Ich bin mit dem Gesamtergebnis mehr als nur zufrieden. Ich bin rundum Happy. Genauso hat es sich dann im final montierten Zustand auf der Heimfahrt bewährt. In der Heckkamera konnte ich sehen, dass sich da absolut NICHTS bewegt. Mega Projekt. Mega-stolz. Jetzt muss ich nur noch beim TÜV ohne Gemaule durchkommen. Dann bin ich wunschlos glücklich. Für alle Interessierten folgender Hinweis: unten den Disclaimer lesen!

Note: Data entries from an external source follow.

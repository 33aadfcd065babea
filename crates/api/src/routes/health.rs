//! Health check endpoint.

use axum::Json;
use serde::Serialize;

#[derive(Serialize)]
pub struct HealthResponse {
    pub status: &'static str,
    pub version: &'static str,
}

/// GET /health: returns liveness and the running build version.
pub async fn check() -> Json<HealthResponse> {
    Json(HealthResponse {
        status: "ok",
        version: env!("CARGO_PKG_VERSION"),
    })
}
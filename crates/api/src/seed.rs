//! Startup catalog seeding from a JSON file.

use std::path::Path;

use common::Money;
use inventory::{InventoryError, InventoryStore, NewProduct};
use serde::Deserialize;
use thiserror::Error;

#[derive(Debug, Error)]
pub enum SeedError {
    #[error("Failed to read seed file: {0}")]
    Io(#[from] std::io::Error),

    #[error("Invalid seed file: {0}")]
    Parse(#[from] serde_json::Error),

    #[error("Inventory error: {0}")]
    Inventory(#[from] InventoryError),
}

/// One catalog entry in the seed file.
#[derive(Debug, Deserialize)]
#[serde(rename_all = "camelCase")]
pub struct SeedProduct {
    pub name: String,
    #[serde(default)]
    pub description: String,
    #[serde(default)]
    pub price_cents: i64,
    #[serde(default)]
    pub quantity: u32,
    #[serde(default)]
    pub category: String,
    #[serde(default)]
    pub image: String,
}

#[derive(Debug, Default, PartialEq, Eq)]
pub struct SeedReport {
    pub created: usize,
    pub skipped: usize,
}

/// Creates every product whose name is not in the catalog yet. Existing
/// products are left untouched.
pub async fn seed_catalog<I>(store: &I, products: Vec<SeedProduct>) -> Result<SeedReport, SeedError>
where
    I: InventoryStore + ?Sized,
{
    let mut report = SeedReport::default();
    for entry in products {
        if store.find_by_name(&entry.name).await?.is_some() {
            report.skipped += 1;
            continue;
        }
        let product = NewProduct::new(entry.name, Money::from_cents(entry.price_cents), entry.quantity)
            .description(entry.description)
            .category(entry.category)
            .image(entry.image);
        store.insert(product).await?;
        report.created += 1;
    }
    Ok(report)
}

/// Reads a seed file and applies it.
pub async fn seed_from_file<I>(store: &I, path: impl AsRef<Path>) -> Result<SeedReport, SeedError>
where
    I: InventoryStore + ?Sized,
{
    let raw = tokio::fs::read(path).await?;
    let products: Vec<SeedProduct> = serde_json::from_slice(&raw)?;
    seed_catalog(store, products).await
}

Verwendete Materialien und Komponenten:
- 4x U-Schraube M12 55x80mm, 20,-EUR
- 8x selbstsichernde Mutter M12, 4,-EUR
- 2x Knaufschraube, 14,-EUR
- Vierkantrohr 55x55x1200mm, 15,-EUR
- Flachstahl 5mm 100x300mm, 15,-EUR
- L-Profilstahl 150x90x500mm Wandstärke 10mm, 15,-EUR
- Alu-Vierkantrohr 50x20x800mm Wandstärke 3mm, 10,-EUR
- 2x Endkappen, 5,-EUR
- 2K Lacke und Grundierungen 100,- EUR
- POM Material, aus meinem Bestand
Disclaimer:
Ich bin kein Rechtsanwalt und auch kein Maschinenbau-Ingenieur. Dieser Artikel ist also rechtlich nicht abgesichert, der fertige Träger nicht materialtechnisch geprüft, und auch nicht auf Belastungen getestet. Diese Anleitung ist also ausdrücklich und lediglich als Inspiration gedacht, nicht als rechtlich gesicherte Bauanleitung. Nachbau auf eigene Gefahr. Ich übernehme keine Haftung.